# Kefalonia, Swimming pools



## snowboardmum (Jun 6, 2018)

Kalimera,

We would love some advise on swimming pools please, if anyone can help?

We have a property in Kefalonia and are thinking about installing a pool 3 x 7 mtr or smaller.

We were wondering what type of pool would be best against earthquakes?

Metal frame with liner, polycarb ect?????

I have been doing some research but everything online has been so conflicting that I'm not sure whats best.

We can't afford a solid concrete pool as we are on a budget and time limited.

And we are looking to get some quotes, can anybody recommend a starting point for us or a company? Thank you.


----------



## Ksenya (Feb 2, 2019)

*Natural Pool Build*

Hi snowboardmum,

I don't know if this would work for you, but Mother Earth News offers an article "How to Build a Natural Swimming Pool" free of chlorine treatment and creating a lovely water environment. Probably the biggest problem would be acquiring the water plants.
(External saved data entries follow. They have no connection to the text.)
use std::fmt;

const KIB: usize = 1024;
const MIB: usize = 1024 * 1024;

/// A byte count that displays with a binary prefix.
///
/// Counts below 1 KiB are shown as whole bytes, counts below 1 MiB as kilobytes with three
/// decimals and anything larger as megabytes with three decimals.
///
/// # Example
///
/// ```
/// use footprint::HumanSize;
///
/// assert_eq!(HumanSize(512).to_string(), "512 B");
/// assert_eq!(HumanSize(1536).to_string(), "1.500 KB");
/// assert_eq!(HumanSize(3 * 1024 * 1024).to_string(), "3.000 MB");
/// ```
#[derive(Clone, Copy, Debug, Eq, Hash, Ord, PartialEq, PartialOrd)]
#[expect(
    clippy::exhaustive_structs,
    reason = "a transparent wrapper, the inner value is the whole point"
)]
pub struct HumanSize(pub usize);

impl fmt::Display for HumanSize {
    #[expect(
        clippy::cast_precision_loss,
        reason = "display rounds to three decimals anyway"
    )]
    fn fmt(&self, f: &mut fmt::Formatter<'_>) -> fmt::Result {
        let bytes = self.0;

        if bytes < KIB {
            write!(f, "{bytes} B")
        } else if bytes < MIB {
            write!(f, "{:.3} KB", bytes as f64 / KIB as f64)
        } else {
            write!(f, "{:.3} MB", bytes as f64 / MIB as f64)
        }
    }
}
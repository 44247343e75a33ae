//! Measures the memory retained by a small in-memory catalog and prints the report.
//!
//! The scanner logs through `tracing`, so the subscriber installed below also prints a line for
//! the start and end of every scan.
//!
//! Run with: `cargo run --example footprint_basic`.
#![expect(
    clippy::arithmetic_side_effects,
    reason = "this is example code that does not need production-level safety"
)]

use std::collections::HashMap;
use std::sync::{Arc, Mutex};

use footprint::{HumanSize, MemSize, RootSet, impl_mem_size};

struct Product {
    name: String,
    tags: Vec<String>,
    price_cents: u64,
}

impl_mem_size!(Product {
    name,
    tags,
    price_cents
});

struct Catalog {
    by_id: HashMap<u32, Arc<Product>>,
    featured: Vec<Arc<Product>>,
}

impl_mem_size!(Catalog { by_id, featured });

fn main() {
    tracing_subscriber::fmt()
        .with_max_level(tracing::Level::DEBUG)
        .init();

    let mut by_id = HashMap::new();

    for id in 0..1000_u32 {
        let product = Arc::new(Product {
            name: format!("Product {id}"),
            tags: vec!["new".to_string(), format!("batch-{}", id % 10)],
            price_cents: u64::from(id) * 100,
        });

        by_id.insert(id, product);
    }

    let featured = by_id
        .iter()
        .filter(|(id, _)| *id % 100 == 0)
        .map(|(_, product)| Arc::clone(product))
        .collect();

    let catalog = Catalog { by_id, featured };
    let audit_log = Mutex::new(vec![String::from("catalog created"); 50]);

    let mut roots: RootSet<'_, dyn MemSize + Sync> = RootSet::builder().build();
    roots.add("audit_log", &audit_log);
    roots.add("catalog", &catalog);

    let sizes = roots.scan().expect("all types in the catalog follow the MemSize contract");

    println!("=== Memory by type ===");
    sizes.print_to_stdout();

    println!("=== Memory by root ===");
    let mut by_root: Vec<_> = sizes.roots().collect();
    by_root.sort_unstable();

    for (name, bytes) in by_root {
        println!("{name:<10} {}", HumanSize(bytes));
    }

    let catalog_only = roots
        .scan_root("catalog")
        .expect("all types in the catalog follow the MemSize contract");

    println!();
    println!(
        "Catalog alone: {} ({} buffer spans, {} of bitmap)",
        HumanSize(catalog_only.total()),
        catalog_only.buffer_spans(),
        HumanSize(catalog_only.bitmap_bytes())
    );

    let prices: u64 = catalog.by_id.values().map(|p| p.price_cents).sum();
    println!("Sum of prices: {prices}");
}
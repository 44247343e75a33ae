//! The graph walker.
//!
//! Every scan function returns the "extra" bytes of the value it scanned: memory owned by the
//! value outside of its in-place representation, such as the buffer of a vector. The in-place
//! size itself is accounted for by whoever owns the value in place.

use foldhash::{HashMap, HashMapExt};
use smallvec::SmallVec;
use tracing::trace;

use crate::bitmap::Bitmap;
use crate::spans::SpanIndex;
use crate::{
    Address, ChannelView, Elements, Entries, Error, Fields, MemSize, Result, Sizes, TypeDesc,
    TypeInfoCache, View,
};

/// Remaining stack below which a nested scan continues on a new stack segment.
const STACK_RED_ZONE: usize = 128 * 1024;

/// Size of each stack segment allocated for deep object graphs.
const STACK_SEGMENT_SIZE: usize = 4 * 1024 * 1024;

/// State of one scan over any number of roots.
///
/// Cycles and shared memory are handled by two mechanisms:
///
/// * `seen` marks every byte that has been accounted for. A value whose first byte is marked
///   is skipped entirely.
/// * `visiting` holds the types of the values currently on the scan stack, per address, so a
///   cycle back to a value that is still being scanned is cut. An aggregate shares its address
///   with its first field, so several values can be on the stack at the same address.
///
/// Buffers shared between several views are additionally tracked in `buffers`, which tells
/// which parts of a newly seen buffer were already known.
#[derive(Debug)]
pub(crate) struct ScanContext<'c> {
    types: &'c TypeInfoCache,

    seen: Bitmap,
    visiting: HashMap<Address, SmallVec<[TypeDesc; 2]>>,
    buffers: SpanIndex,

    sizes: Sizes,
    current_root: String,
}

impl<'c> ScanContext<'c> {
    pub(crate) fn new(types: &'c TypeInfoCache) -> Self {
        Self {
            types,
            seen: Bitmap::new(),
            visiting: HashMap::new(),
            buffers: SpanIndex::new(),
            sizes: Sizes::new(),
            current_root: String::new(),
        }
    }

    /// Scans everything reachable from `root` that has not yet been billed to an earlier root.
    pub(crate) fn scan_root(&mut self, name: &str, root: &dyn MemSize) -> Result<()> {
        name.clone_into(&mut self.current_root);

        let addr = Address::of(root);
        trace!(root = name, %addr, type_name = root.dyn_type_desc().name(), "scanning root");

        self.scan(addr, root, true)?;
        Ok(())
    }

    pub(crate) fn finish(mut self) -> Sizes {
        self.sizes.set_diagnostics(
            self.seen.size(),
            self.seen.utilization(),
            self.buffers.len(),
        );

        self.sizes
    }

    /// Scans a value located at `addr`, or at no stable address if `addr` is invalid.
    ///
    /// If `bill` is set, the value's size plus any extra memory it owns is billed to the current
    /// root under the type of the value.
    ///
    /// The walk recurses once per level of the object graph. Graphs can be arbitrarily deep, so
    /// the stack is extended on the heap whenever it is about to run out.
    fn scan(&mut self, addr: Address, value: &dyn MemSize, bill: bool) -> Result<usize> {
        stacker::maybe_grow(STACK_RED_ZONE, STACK_SEGMENT_SIZE, || {
            self.scan_value(addr, value, bill)
        })
    }

    fn scan_value(&mut self, addr: Address, value: &dyn MemSize, bill: bool) -> Result<usize> {
        let desc = value.dyn_type_desc();

        if addr.is_valid() {
            if self.seen.is_marked(addr.get()) {
                return Ok(0);
            }

            // A value at an address already on the stack is only a revisit if it has the type
            // of a value being visited there. A pointer that shares the address of its enclosing
            // struct, such as a first field of type `Box<Self>`, points elsewhere.
            let revisit = self
                .visiting
                .get(&addr)
                .is_some_and(|active| active.contains(&desc));

            if revisit {
                return Ok(0);
            }

            self.visiting.entry(addr).or_default().push(desc);
        }

        let extra = if self.types.needs_scan(&desc) {
            self.scan_content(addr, value, &desc)
        } else {
            Ok(0)
        };

        if addr.is_valid() {
            self.leave(addr);
            self.seen.mark_range(addr.get(), desc.size());
        }

        let extra = extra?;

        if bill {
            let bytes = desc
                .size()
                .checked_add(extra)
                .expect("value size exceeds usize - this indicates an unrealistic scenario");

            self.sizes.add_value(&self.current_root, &desc, bytes);
        }

        Ok(extra)
    }

    fn leave(&mut self, addr: Address) {
        let active = self
            .visiting
            .get_mut(&addr)
            .expect("every scanned address is on the stack until scanning it completes");

        active.pop();

        if active.is_empty() {
            self.visiting.remove(&addr);
        }
    }

    fn scan_content(&mut self, addr: Address, value: &dyn MemSize, desc: &TypeDesc) -> Result<usize> {
        let mut result = None;

        value.describe(&mut |view| {
            // Only the first view counts.
            if result.is_none() {
                result = Some(self.scan_view(addr, value, desc, view));
            }
        });

        result.unwrap_or_else(|| {
            Err(Error::MissingView {
                type_name: desc.name(),
            })
        })
    }

    fn scan_view(
        &mut self,
        addr: Address,
        value: &dyn MemSize,
        desc: &TypeDesc,
        view: View<'_>,
    ) -> Result<usize> {
        if view.kind() != desc.kind() {
            return Err(Error::KindMismatch {
                type_name: desc.name(),
                declared: desc.kind(),
                observed: view.kind(),
            });
        }

        match view {
            View::Scalar | View::Function => Ok(0),
            View::Pointer(target) => {
                if let Some(target) = target {
                    self.scan(Address::of(target), target, true)?;
                }

                // The target is billed under its own type.
                Ok(0)
            }
            View::Interface(payload) => self.scan_interface(payload),
            View::String { bytes } => Ok(bytes),
            View::Slice(elements) => self.scan_slice(&elements),
            View::Array(elements) => self.scan_array(addr, &elements),
            View::Map(entries) => self.scan_map(entries),
            View::Struct(fields) => self.scan_struct(addr, value, desc, &fields),
            View::Channel(channel) => Ok(channel_bytes(&channel)),
        }
    }

    fn scan_interface(&mut self, payload: Option<&dyn MemSize>) -> Result<usize> {
        let Some(payload) = payload else {
            return Ok(0);
        };

        let nested = self.scan(Address::INVALID, payload, false)?;

        // The payload of an interface lives outside the interface value itself, unless the
        // payload is just an indirection.
        let payload_desc = payload.dyn_type_desc();
        let inline = if self.types.is_reference_like(&payload_desc) {
            0
        } else {
            payload_desc.size()
        };

        Ok(nested
            .checked_add(inline)
            .expect("interface size exceeds usize - this indicates an unrealistic scenario"))
    }

    fn scan_struct(
        &mut self,
        addr: Address,
        value: &dyn MemSize,
        desc: &TypeDesc,
        fields: &Fields<'_>,
    ) -> Result<usize> {
        let base = Address::of(value);
        let mut extra = 0_usize;

        for field in fields.iter() {
            let field_desc = field.dyn_type_desc();

            let offset = Address::of(field)
                .distance_from(base)
                .filter(|offset| {
                    offset
                        .checked_add(field_desc.size())
                        .is_some_and(|end| end <= desc.size())
                })
                .ok_or(Error::FieldOutOfBounds {
                    type_name: desc.name(),
                    field_type: field_desc.name(),
                })?;

            let field_extra = self.scan(addr.offset(offset), field, false)?;
            extra = extra
                .checked_add(field_extra)
                .expect("struct size exceeds usize - this indicates an unrealistic scenario");
        }

        Ok(extra)
    }

    fn scan_slice(&mut self, elements: &Elements<'_>) -> Result<usize> {
        let (count, extra) = self.scan_array_mem(elements.base(), elements)?;

        Ok(count
            .checked_mul(elements.element_desc().size())
            .and_then(|bytes| bytes.checked_add(extra))
            .expect("slice size exceeds usize - this indicates an unrealistic scenario"))
    }

    fn scan_array(&mut self, addr: Address, elements: &Elements<'_>) -> Result<usize> {
        // Array elements are part of the in-place size of the array, only what they own counts.
        let (_, extra) = self.scan_array_mem(addr, elements)?;
        Ok(extra)
    }

    /// Scans the elements of a buffer at `base`.
    ///
    /// Returns the number of elements not previously accounted for and the extra bytes owned by
    /// those elements. Without a stable base address, every element counts.
    #[expect(
        clippy::arithmetic_side_effects,
        reason = "element offsets stay inside a buffer that exists in memory"
    )]
    fn scan_array_mem(&mut self, base: Address, elements: &Elements<'_>) -> Result<(usize, usize)> {
        let element_desc = elements.element_desc();
        let element_size = element_desc.size();

        if element_size == 0 {
            return Ok((0, 0));
        }

        let scan_elements = self.types.needs_scan(&element_desc);
        let capacity = elements.capacity();
        let len = elements.len();

        if !base.is_valid() {
            let mut extra = 0;

            if scan_elements {
                for index in 0..len {
                    if let Some(element) = elements.get(index) {
                        extra += self.scan(Address::INVALID, element, false)?;
                    }
                }
            }

            return Ok((capacity, extra));
        }

        let buffer_len = element_size
            .checked_mul(capacity)
            .expect("buffer size exceeds usize - the buffer cannot exist");

        let absorbed = self.buffers.insert(base.get(), buffer_len);

        // A buffer never seen before, in whole or in part, that owns nothing further can be
        // accounted for in one go.
        if !scan_elements && absorbed.is_empty() && !self.seen.any_marked(base.get(), buffer_len)
        {
            self.seen.mark_range(base.get(), buffer_len);
            return Ok((capacity, 0));
        }

        let mut count = 0;
        let mut extra = 0;

        for index in 0..capacity {
            let addr = base.offset(index * element_size);

            if absorbed.contains(addr.get()) || self.seen.is_marked(addr.get()) {
                continue;
            }

            // Spare capacity is charged for but holds no values.
            if scan_elements && index < len {
                if let Some(element) = elements.get(index) {
                    extra += self.scan(addr, element, false)?;
                }
            }

            self.seen.mark_range(addr.get(), element_size);
            count += 1;
        }

        Ok((count, extra))
    }

    fn scan_map(&mut self, entries: Entries<'_>) -> Result<usize> {
        let len = entries.len();
        let key_desc = entries.key_desc();
        let value_desc = entries.value_desc();

        let inline = key_desc
            .size()
            .checked_add(value_desc.size())
            .and_then(|entry| entry.checked_mul(len))
            .expect("map size exceeds usize - this indicates an unrealistic scenario");

        if !self.types.needs_scan(&key_desc) && !self.types.needs_scan(&value_desc) {
            return Ok(inline);
        }

        // Keys and values have no stable address as far as the scan is concerned.
        let mut extra = inline;

        for (key, value) in entries.into_entries() {
            let key_extra = self.scan(Address::INVALID, key, false)?;
            let value_extra = self.scan(Address::INVALID, value, false)?;

            extra = extra
                .checked_add(key_extra)
                .and_then(|extra| extra.checked_add(value_extra))
                .expect("map size exceeds usize - this indicates an unrealistic scenario");
        }

        Ok(extra)
    }
}

fn channel_bytes(channel: &ChannelView) -> usize {
    channel
        .capacity()
        .checked_mul(channel.element_desc().size())
        .expect("channel buffer exceeds usize - this indicates an unrealistic scenario")
}
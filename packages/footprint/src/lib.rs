#![cfg_attr(coverage_nightly, feature(coverage_attribute))]

//! Measures how much memory is retained by the values reachable from a set of named roots.
//!
//! A scan walks the object graph below each root, following owned buffers, boxes, reference
//! counted pointers, map entries and so on. Every byte is counted once, even when it is
//! reachable through multiple paths, and cycles are cut. The result attributes each byte to
//! the root it was first reached from and to the type of the value that owns it.
//!
//! This is part of the [Folo project](https://github.com/folo-rs/folo) that provides mechanisms for
//! high-performance hardware-aware programming in Rust.
//!
//! # Walking values
//!
//! Values take part in a scan by implementing [`MemSize`]. Implementations are provided for
//! common standard library types, `parking_lot` locks and `crossbeam` channels. Your own types
//! can implement the trait by hand or via [`impl_mem_size!`].
//!
//! Values behind locks and `RefCell` are inspected only if they can be accessed without
//! waiting. Contents that are exclusively held elsewhere during a scan are skipped.
//!
//! # Example
//!
//! ```
//! use std::collections::HashMap;
//! use std::rc::Rc;
//!
//! use footprint::RootSet;
//!
//! struct Document {
//!     title: String,
//!     body: Vec<u8>,
//! }
//!
//! footprint::impl_mem_size!(Document { title, body });
//!
//! let shared = Rc::new(Document {
//!     title: "shared".to_string(),
//!     body: vec![0; 4096],
//! });
//!
//! let mut by_id = HashMap::new();
//! by_id.insert(1_u32, Rc::clone(&shared));
//! by_id.insert(2_u32, Rc::clone(&shared));
//!
//! let recent = vec![Rc::clone(&shared)];
//!
//! let mut roots = RootSet::new();
//! roots.add("by_id", &by_id);
//! roots.add("recent", &recent);
//!
//! let sizes = roots.scan().unwrap();
//!
//! // The document is reachable from both roots but billed once, to the first root by name.
//! assert!(sizes.root("by_id").unwrap() > 4096);
//! assert!(sizes.root("recent").unwrap() < 4096);
//!
//! println!("{sizes}");
//! ```

mod address;
mod bitmap;
mod context;
mod error;
mod human;
mod impls_channel;
mod impls_std;
mod impls_sync;
mod mem_size;
mod roots;
mod sizes;
mod spans;
mod type_desc;
mod type_info;
mod view;

pub use address::*;
pub use error::*;
pub use human::*;
pub use mem_size::*;
pub use roots::*;
pub use sizes::*;
pub use type_desc::*;
pub use type_info::*;
pub use view::*;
BTW, how do you like living on Kefalonia? I've lived in Thessaloniki, but never on an island, and am drawn to the east coast area.

Ksenya


----------



## snowboardmum (Jun 6, 2018)

Hi Ksenya,
Thank you for your recommendation. Natural pools are beautiful.
I do not live in Kefalonia at the moment, we have a holiday home there....first step before deciding whether to permanently move there.
We have been visiting Kefalonia for the last 15 years and we love how unspoilt the island is and how incredibly friendly the people are.
Thanks again.


----------



## Ksenya (Feb 2, 2019)

Thanks for your reply. If living there is what you want, I hope it works out for you. Perhaps I'll get to visit Kefalonia on my next trip. Last trip there, I got to see Corfu... too short a visit.


----------



## Jolly Roger (Dec 4, 2011)

I don't have a pool, but I look after one. It has a plastic liner with pump and filters built in and seems to be popular here. 

We normally deal with this company...

PISCINES IDEALES
County: ARGOSTOLI
City - Area: ARGOSTOLI Street: KOKILIA
Website: Website
Phone: 26710 29222


----------



## snowboardmum (Jun 6, 2018)

Hi Jolly Roger,
Thank you for your help.
I saw this company when we were over in January but didn't visit them as we were awaiting another quote.
The price we have been quoted was a lot more than we expected, over 10,000.00 Euros more, but it was given by someone we trust and I think we might have been under estimating the expense. 
We thought we could have a polycarb pool for around 15,000.00 but apparently they are not compatible with earthquake risks.
Looks like we might be renting out our holiday home without a pool for a year or so if we cannot find a cheaper option.
Thanks again, your advice is appreciated.


----------



## Tula (Dec 4, 2016)

I would strongly encourage you to discuss your interest with a local engineer. The building authority office (poleodomia) is a royal pain to deal with. Will they grant you a permit without excessive delay and cost? That is always the greatest problem. I know this first hand from having built a home (and now adding to it) on the Island of Kalamos which is not far from Kefalonia.


----------



## snowboardmum (Jun 6, 2018)

Hi Tula,
Thank you for that information, very helpful.


----------